■ **DATASET RECORDS**:

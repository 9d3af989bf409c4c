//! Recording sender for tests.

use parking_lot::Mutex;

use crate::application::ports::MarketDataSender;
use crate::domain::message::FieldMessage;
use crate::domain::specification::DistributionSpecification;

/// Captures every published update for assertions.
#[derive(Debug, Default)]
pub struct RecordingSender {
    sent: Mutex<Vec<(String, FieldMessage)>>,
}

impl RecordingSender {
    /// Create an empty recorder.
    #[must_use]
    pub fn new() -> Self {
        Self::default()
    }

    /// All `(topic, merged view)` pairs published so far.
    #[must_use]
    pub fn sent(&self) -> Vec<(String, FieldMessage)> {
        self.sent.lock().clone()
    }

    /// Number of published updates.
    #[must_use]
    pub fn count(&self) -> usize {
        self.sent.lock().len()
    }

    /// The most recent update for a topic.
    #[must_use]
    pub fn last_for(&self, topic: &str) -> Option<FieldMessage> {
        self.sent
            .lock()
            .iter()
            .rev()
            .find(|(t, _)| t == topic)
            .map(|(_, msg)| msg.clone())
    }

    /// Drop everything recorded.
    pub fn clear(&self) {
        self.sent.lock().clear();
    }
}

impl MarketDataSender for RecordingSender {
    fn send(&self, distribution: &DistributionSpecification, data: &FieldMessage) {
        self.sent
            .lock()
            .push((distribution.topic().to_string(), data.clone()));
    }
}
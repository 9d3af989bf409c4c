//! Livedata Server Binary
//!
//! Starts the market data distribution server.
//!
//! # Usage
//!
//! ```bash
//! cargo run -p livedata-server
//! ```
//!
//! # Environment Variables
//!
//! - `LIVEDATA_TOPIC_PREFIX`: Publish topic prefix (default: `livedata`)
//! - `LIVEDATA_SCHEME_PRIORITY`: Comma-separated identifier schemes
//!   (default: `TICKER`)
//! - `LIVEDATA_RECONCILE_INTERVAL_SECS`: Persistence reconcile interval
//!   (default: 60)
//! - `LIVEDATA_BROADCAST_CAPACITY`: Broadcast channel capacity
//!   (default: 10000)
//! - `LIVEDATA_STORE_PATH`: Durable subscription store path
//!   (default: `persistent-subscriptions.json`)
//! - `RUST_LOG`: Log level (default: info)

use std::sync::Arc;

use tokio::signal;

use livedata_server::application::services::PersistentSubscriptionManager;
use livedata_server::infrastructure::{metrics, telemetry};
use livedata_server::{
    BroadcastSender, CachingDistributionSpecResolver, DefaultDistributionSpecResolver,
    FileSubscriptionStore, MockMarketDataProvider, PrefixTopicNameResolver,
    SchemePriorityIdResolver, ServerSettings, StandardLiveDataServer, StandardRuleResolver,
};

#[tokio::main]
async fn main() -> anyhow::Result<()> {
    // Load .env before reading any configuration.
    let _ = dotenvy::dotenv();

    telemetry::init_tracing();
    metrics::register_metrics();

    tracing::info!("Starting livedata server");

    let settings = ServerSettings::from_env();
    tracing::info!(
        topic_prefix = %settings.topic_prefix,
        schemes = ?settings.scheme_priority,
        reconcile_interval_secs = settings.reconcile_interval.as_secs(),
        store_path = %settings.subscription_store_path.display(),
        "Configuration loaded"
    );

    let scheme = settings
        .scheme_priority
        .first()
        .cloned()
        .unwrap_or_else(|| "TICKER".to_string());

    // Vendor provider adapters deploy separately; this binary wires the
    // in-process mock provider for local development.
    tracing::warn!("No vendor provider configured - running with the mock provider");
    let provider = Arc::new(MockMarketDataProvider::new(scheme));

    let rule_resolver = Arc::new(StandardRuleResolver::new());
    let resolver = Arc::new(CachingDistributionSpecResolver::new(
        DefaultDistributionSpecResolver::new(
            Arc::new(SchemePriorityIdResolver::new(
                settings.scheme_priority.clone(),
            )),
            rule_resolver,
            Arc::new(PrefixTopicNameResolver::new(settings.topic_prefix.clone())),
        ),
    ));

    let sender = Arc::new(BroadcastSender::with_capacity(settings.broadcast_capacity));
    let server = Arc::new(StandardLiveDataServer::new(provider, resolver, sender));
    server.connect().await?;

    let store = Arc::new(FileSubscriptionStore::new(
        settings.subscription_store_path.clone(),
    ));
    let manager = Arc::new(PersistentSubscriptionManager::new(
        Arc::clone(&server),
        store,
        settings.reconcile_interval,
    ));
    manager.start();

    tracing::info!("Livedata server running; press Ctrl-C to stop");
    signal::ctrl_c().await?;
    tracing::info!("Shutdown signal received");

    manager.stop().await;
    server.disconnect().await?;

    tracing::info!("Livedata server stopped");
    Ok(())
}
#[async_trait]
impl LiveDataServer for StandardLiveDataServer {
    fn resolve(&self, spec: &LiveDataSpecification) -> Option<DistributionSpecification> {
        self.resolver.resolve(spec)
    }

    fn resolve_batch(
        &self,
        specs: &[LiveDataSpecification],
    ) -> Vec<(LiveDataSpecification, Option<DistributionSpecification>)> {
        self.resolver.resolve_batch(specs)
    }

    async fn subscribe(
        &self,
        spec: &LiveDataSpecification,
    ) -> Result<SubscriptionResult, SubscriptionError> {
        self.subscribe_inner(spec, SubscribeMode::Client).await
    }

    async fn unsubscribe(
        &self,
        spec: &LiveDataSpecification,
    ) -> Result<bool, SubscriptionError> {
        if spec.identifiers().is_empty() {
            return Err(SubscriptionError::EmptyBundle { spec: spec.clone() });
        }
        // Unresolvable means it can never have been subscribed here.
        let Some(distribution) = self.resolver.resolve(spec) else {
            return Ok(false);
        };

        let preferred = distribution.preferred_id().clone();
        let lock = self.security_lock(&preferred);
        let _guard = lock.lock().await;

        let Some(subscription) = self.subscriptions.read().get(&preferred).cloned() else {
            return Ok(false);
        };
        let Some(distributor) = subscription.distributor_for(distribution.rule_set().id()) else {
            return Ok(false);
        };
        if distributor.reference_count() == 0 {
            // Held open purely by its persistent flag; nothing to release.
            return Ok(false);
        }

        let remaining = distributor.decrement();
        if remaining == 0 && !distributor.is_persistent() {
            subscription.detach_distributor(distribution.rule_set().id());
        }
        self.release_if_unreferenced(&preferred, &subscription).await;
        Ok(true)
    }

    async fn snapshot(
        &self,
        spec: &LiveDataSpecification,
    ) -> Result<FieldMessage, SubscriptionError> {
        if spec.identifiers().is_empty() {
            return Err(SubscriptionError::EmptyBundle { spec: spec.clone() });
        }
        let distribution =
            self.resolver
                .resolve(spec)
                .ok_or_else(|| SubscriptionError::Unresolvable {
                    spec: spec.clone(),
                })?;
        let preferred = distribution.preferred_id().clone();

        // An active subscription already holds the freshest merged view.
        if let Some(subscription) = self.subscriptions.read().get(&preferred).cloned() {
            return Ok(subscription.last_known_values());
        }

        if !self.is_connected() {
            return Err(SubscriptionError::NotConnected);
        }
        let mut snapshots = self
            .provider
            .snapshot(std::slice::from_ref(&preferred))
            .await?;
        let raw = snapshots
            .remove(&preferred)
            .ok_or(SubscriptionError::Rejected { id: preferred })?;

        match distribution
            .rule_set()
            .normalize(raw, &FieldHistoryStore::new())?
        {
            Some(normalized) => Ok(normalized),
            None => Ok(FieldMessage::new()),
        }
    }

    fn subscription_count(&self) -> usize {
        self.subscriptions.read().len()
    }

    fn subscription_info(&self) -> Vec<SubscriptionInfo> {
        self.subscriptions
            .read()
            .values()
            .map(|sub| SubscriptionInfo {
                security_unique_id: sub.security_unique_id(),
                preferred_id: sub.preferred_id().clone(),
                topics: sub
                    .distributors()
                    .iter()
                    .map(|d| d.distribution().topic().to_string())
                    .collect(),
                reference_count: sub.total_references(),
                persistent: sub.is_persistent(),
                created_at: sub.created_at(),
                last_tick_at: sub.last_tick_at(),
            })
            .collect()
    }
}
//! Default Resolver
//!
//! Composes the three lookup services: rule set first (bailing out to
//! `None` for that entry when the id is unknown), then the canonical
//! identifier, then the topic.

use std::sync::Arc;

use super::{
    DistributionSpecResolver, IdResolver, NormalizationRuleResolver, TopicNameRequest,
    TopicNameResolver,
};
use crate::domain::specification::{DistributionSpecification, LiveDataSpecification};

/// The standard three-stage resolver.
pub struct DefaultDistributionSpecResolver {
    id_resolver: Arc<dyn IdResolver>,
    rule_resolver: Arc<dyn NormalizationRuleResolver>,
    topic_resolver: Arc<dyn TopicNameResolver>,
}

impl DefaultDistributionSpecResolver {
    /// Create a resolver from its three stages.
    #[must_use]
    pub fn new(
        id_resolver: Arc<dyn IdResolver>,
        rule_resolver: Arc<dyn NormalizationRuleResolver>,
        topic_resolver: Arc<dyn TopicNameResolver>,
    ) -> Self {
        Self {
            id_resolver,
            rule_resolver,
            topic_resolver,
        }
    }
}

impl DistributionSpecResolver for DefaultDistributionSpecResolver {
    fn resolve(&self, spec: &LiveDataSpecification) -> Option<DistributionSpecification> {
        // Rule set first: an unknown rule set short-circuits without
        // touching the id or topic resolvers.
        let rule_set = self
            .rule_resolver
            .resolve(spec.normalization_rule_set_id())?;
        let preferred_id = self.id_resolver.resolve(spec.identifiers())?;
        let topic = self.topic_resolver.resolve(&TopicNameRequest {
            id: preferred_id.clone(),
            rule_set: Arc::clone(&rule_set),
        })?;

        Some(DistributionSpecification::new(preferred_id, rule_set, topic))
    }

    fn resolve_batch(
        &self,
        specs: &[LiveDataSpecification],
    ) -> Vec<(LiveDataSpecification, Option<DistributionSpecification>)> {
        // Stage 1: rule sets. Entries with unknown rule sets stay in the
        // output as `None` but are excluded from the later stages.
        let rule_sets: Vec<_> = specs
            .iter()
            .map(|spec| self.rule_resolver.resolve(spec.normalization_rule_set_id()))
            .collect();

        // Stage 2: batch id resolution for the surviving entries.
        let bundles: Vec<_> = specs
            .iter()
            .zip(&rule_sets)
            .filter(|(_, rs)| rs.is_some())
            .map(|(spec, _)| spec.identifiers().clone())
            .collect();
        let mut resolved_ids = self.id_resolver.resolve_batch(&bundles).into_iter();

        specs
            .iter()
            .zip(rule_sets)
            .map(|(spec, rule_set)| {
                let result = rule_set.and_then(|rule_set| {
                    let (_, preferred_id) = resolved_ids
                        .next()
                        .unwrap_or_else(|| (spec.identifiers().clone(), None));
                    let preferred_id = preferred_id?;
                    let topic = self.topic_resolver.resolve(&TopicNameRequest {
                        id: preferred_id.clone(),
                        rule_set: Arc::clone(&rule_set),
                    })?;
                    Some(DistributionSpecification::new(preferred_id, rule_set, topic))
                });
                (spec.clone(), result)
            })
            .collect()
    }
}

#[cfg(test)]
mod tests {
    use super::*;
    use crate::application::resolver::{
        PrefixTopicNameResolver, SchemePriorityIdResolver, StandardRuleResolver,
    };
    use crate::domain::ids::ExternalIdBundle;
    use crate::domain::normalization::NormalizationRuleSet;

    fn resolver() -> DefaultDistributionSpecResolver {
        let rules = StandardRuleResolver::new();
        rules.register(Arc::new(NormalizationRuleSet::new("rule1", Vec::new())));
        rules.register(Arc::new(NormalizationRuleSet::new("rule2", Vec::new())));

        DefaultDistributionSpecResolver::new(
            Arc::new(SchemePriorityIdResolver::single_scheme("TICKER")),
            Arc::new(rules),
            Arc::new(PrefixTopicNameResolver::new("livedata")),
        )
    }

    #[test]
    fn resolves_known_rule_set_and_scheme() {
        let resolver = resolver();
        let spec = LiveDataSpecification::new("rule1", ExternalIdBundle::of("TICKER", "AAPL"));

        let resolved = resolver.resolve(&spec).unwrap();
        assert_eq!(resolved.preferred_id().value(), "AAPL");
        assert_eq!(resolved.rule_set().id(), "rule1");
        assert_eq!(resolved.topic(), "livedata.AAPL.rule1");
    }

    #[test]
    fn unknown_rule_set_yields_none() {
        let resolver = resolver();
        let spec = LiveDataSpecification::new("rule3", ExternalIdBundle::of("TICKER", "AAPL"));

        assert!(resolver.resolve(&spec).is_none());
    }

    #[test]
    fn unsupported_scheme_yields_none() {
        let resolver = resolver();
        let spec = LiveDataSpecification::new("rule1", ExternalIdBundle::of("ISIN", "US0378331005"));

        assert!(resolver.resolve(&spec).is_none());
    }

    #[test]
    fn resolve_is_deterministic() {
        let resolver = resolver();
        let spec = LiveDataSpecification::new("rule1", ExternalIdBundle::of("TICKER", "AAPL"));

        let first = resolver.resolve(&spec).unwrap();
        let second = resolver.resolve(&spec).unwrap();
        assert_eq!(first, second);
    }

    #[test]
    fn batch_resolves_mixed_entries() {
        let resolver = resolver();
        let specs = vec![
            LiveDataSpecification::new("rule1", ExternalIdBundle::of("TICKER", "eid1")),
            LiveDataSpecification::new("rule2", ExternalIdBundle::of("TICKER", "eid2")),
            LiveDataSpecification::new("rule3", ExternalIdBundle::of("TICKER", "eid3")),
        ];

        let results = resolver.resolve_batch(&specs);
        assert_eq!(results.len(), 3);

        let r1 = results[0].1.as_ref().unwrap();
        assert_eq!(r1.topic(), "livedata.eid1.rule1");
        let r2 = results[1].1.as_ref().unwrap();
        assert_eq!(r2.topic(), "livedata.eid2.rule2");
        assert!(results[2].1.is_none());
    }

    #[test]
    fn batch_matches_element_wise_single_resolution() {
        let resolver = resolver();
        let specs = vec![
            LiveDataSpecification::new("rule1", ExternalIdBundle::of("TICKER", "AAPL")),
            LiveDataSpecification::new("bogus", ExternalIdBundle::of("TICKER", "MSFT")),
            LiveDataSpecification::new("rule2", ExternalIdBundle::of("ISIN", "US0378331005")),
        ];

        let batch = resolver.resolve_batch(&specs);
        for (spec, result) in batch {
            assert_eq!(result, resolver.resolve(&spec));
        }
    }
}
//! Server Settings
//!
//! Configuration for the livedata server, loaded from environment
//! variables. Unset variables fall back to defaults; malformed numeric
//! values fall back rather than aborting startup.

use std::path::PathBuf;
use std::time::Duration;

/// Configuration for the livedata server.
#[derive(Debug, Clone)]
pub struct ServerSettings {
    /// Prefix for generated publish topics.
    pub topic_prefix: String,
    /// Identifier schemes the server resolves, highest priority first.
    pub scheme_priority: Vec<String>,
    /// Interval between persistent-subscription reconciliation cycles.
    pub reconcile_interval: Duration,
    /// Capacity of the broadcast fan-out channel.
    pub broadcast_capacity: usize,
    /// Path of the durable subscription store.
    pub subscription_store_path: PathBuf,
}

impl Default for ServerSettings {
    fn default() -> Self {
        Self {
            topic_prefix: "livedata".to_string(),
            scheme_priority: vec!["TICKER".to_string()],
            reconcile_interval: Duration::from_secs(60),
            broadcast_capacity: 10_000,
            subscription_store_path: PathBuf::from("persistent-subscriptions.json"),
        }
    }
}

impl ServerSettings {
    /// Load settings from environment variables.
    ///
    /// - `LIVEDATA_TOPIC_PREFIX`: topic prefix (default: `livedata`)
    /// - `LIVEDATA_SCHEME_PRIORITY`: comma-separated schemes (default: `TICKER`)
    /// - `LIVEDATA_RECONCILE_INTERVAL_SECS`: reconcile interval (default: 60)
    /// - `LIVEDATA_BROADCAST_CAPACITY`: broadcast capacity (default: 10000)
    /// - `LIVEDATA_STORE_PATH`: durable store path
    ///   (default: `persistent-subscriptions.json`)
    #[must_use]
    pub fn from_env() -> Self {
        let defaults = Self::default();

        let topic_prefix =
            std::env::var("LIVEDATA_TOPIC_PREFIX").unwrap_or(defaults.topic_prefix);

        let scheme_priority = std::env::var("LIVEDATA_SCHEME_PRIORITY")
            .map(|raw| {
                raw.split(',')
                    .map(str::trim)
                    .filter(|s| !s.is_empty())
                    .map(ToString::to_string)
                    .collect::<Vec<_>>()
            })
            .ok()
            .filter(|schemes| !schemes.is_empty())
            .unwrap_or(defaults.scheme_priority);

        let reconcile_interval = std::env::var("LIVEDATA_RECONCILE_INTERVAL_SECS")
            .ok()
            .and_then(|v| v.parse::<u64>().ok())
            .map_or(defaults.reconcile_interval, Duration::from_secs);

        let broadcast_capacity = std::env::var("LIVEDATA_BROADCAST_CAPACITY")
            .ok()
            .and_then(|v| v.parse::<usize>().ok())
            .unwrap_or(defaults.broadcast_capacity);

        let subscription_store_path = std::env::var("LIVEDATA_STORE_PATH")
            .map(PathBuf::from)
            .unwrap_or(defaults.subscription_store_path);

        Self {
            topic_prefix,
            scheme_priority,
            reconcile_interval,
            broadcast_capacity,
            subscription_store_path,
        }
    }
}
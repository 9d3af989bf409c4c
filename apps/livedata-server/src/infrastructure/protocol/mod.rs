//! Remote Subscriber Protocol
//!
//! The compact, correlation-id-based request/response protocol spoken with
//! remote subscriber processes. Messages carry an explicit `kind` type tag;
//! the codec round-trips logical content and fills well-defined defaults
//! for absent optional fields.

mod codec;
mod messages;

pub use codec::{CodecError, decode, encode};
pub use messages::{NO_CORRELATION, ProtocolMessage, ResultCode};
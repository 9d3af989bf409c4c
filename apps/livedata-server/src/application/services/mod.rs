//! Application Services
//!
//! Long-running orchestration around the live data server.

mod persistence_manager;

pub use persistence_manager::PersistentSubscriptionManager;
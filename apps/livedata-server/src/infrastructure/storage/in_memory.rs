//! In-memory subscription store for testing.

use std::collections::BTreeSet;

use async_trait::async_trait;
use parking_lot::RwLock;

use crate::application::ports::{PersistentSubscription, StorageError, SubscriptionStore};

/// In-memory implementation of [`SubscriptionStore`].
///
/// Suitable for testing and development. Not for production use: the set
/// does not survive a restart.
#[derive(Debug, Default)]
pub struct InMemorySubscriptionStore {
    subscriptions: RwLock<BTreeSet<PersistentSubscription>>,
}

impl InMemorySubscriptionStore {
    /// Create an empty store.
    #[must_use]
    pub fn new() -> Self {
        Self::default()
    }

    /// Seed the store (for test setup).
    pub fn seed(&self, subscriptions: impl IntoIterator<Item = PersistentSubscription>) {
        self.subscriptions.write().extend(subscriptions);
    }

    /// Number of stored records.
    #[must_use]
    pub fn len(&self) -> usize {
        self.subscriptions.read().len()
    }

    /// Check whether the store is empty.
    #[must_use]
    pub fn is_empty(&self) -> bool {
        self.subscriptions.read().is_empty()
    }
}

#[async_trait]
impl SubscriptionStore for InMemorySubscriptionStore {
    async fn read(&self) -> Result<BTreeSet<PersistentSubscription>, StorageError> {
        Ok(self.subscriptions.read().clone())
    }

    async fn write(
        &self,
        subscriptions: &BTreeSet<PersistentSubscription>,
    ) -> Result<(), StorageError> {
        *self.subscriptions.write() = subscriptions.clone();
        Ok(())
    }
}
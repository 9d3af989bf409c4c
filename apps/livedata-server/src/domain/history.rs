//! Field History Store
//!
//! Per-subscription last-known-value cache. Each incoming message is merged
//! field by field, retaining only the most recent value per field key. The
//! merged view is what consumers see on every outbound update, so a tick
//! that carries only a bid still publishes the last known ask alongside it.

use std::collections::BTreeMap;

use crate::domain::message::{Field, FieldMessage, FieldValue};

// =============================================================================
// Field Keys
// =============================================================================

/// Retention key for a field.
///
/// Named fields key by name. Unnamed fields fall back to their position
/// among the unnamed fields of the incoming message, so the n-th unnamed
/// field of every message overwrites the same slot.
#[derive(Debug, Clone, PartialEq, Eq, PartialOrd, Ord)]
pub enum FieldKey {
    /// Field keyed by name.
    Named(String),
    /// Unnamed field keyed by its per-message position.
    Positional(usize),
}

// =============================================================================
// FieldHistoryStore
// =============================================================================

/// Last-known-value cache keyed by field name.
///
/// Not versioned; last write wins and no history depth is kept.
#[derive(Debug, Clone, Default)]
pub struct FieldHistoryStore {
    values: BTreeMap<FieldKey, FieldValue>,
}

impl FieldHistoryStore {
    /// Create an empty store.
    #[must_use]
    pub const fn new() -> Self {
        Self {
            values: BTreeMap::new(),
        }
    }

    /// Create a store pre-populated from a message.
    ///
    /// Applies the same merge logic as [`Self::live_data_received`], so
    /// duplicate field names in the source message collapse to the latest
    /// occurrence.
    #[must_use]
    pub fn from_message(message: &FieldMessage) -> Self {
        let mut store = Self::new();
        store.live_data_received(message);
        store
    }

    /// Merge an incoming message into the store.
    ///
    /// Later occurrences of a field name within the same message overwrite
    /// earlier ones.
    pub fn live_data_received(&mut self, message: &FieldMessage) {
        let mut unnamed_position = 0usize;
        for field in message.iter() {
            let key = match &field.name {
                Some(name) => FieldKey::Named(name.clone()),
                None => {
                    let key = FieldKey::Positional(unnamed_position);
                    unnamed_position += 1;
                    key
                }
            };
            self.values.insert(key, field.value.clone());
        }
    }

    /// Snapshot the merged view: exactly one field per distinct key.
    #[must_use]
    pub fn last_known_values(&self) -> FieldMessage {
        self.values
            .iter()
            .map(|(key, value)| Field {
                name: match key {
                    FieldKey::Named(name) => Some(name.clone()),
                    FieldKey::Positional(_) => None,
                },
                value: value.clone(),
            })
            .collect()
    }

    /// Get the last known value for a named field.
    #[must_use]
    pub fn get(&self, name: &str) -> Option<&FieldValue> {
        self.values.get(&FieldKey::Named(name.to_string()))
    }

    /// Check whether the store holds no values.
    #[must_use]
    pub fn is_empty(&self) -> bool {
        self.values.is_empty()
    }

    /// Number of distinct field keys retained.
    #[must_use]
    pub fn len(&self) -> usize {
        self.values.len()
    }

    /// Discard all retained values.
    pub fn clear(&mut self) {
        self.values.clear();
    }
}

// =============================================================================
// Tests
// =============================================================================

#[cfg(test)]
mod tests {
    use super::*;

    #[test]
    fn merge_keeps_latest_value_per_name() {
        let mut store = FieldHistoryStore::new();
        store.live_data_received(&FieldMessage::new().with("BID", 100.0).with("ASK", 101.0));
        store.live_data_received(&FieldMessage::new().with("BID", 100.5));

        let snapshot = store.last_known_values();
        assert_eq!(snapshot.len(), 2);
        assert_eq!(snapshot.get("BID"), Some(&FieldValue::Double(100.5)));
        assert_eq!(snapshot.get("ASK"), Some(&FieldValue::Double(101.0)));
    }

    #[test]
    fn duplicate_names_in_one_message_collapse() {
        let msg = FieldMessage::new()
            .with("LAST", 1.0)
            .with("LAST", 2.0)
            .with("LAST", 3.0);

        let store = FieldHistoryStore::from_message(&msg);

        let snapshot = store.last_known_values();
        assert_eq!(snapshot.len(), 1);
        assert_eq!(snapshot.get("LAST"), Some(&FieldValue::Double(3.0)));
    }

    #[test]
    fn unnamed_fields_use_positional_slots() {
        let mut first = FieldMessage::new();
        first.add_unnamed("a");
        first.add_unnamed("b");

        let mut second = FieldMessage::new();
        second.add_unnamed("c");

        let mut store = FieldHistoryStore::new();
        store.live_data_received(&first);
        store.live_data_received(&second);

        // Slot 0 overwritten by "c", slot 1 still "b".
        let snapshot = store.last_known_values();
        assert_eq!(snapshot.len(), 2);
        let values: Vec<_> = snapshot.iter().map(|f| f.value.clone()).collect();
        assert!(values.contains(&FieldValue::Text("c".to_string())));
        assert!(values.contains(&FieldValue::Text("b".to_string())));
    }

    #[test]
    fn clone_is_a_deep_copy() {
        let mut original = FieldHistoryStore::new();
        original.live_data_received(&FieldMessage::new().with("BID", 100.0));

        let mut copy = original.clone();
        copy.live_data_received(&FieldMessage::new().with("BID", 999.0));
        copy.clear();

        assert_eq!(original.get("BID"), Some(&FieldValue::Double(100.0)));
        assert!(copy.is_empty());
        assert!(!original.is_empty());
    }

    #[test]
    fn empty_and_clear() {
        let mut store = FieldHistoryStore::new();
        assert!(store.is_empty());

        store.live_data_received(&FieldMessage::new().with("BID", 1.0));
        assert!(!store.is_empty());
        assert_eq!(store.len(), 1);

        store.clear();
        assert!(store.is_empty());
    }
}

■ **TASK DESCRIPTION**:
Go over the records above and tally the lines with the word "NormalizationRuleResolver" in them. Give the number alone.

■ **EXERCISE RESULT**:
3